**TASK ITEM**
Please take the lines from the one holding "anything the future" through the one holding "use axum::Router;" in the data below and copy them exactly.

SUPPLIED DATA section start

//! Tracking module: composition root for the context store, capture layer,
//! identity resolver and tracking facade.
//!
//! Two construction modes:
//! 1. [`TrackingModule::for_root`] -- options are already resolved
//! 2. [`TrackingModule::for_root_async`] -- options come from a future resolved
//!    at startup (e.g. fetched from a secrets service); anything the future
//!    depends on is captured by it
//!
//! Either way the module publishes one shared [`Tracker`] for the rest of
//! the application and a [`ContextCaptureLayer`] to mount on the router.

use std::future::Future;
use std::sync::Arc;

use axum::Router;
use ctxtrack_core::{AnalyticsClient, ContextStore, TrackingOptions};
use tracing::info;

use crate::middleware::ContextCaptureLayer;
use crate::tracking::{TracingClient, Tracker};

/// Client factory for the bundled [`TracingClient`].
///
/// # Errors
///
/// Never fails; the signature matches what the module constructors expect.
pub fn tracing_client(options: &TrackingOptions) -> anyhow::Result<Arc<dyn AnalyticsClient>> {
    Ok(Arc::new(TracingClient::new(
        &options.token,
        options.init_config.clone(),
    )))
}

/// Wires the tracking components together.
///
/// The tracker is shared via `Arc`; the store and layer are zero-cost
/// handles onto the same task-local slot.
#[derive(Debug)]
pub struct TrackingModule {
    store: ContextStore,
    tracker: Arc<Tracker>,
}

impl TrackingModule {
    /// Builds the module from fully resolved options. `client_factory`
    /// builds the wrapped analytics client from the token and opaque
    /// `init_config`.
    ///
    /// # Errors
    ///
    /// Returns an error if `client_factory` fails.
    pub fn for_root(
        options: TrackingOptions,
        client_factory: impl FnOnce(&TrackingOptions) -> anyhow::Result<Arc<dyn AnalyticsClient>>,
    ) -> anyhow::Result<Self> {
        let client = client_factory(&options)?;

        info!(
            strategy = options.strategy.kind(),
            ip_header = %options.ip_header,
            "tracking module initialised"
        );

        Ok(Self {
            store: ContextStore::new(),
            tracker: Arc::new(Tracker::new(options, client)),
        })
    }

    /// Builds the module once `options` resolves.
    ///
    /// # Errors
    ///
    /// Returns an error if resolving the options or building the client fails.
    pub async fn for_root_async<Fut>(
        options: Fut,
        client_factory: impl FnOnce(&TrackingOptions) -> anyhow::Result<Arc<dyn AnalyticsClient>>,
    ) -> anyhow::Result<Self>
    where
        Fut: Future<Output = anyhow::Result<TrackingOptions>>,
    {
        let options = options.await?;
        Self::for_root(options, client_factory)
    }

    /// Returns the shared tracking facade.
    #[must_use]
    pub fn tracker(&self) -> Arc<Tracker> {
        Arc::clone(&self.tracker)
    }

    #[must_use]
    pub fn store(&self) -> ContextStore {
        self.store
    }

    #[must_use]
    pub fn capture_layer(&self) -> ContextCaptureLayer {
        ContextCaptureLayer::new(self.store)
    }

    /// Installs the capture layer around every route of `router`.
    ///
    /// Call after all routes and identity-dependent layers are added so the
    /// capture layer is outermost among them. Layers that publish
    /// `SessionData` or `AuthenticatedUser` extensions go on after `mount`.
    #[must_use]
    pub fn mount<S>(&self, router: Router<S>) -> Router<S>
    where
        S: Clone + Send + Sync + 'static,
    {
        router.layer(self.capture_layer())
    }
}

SUPPLIED DATA section end

**FINAL ANSWER**
//!    at startup (e.g. fetched from a secrets service); anything the future
//!    depends on is captured by it
//!
//! Either way the module publishes one shared [`Tracker`] for the rest of
//! the application and a [`ContextCaptureLayer`] to mount on the router.

use std::future::Future;
use std::sync::Arc;

use axum::Router;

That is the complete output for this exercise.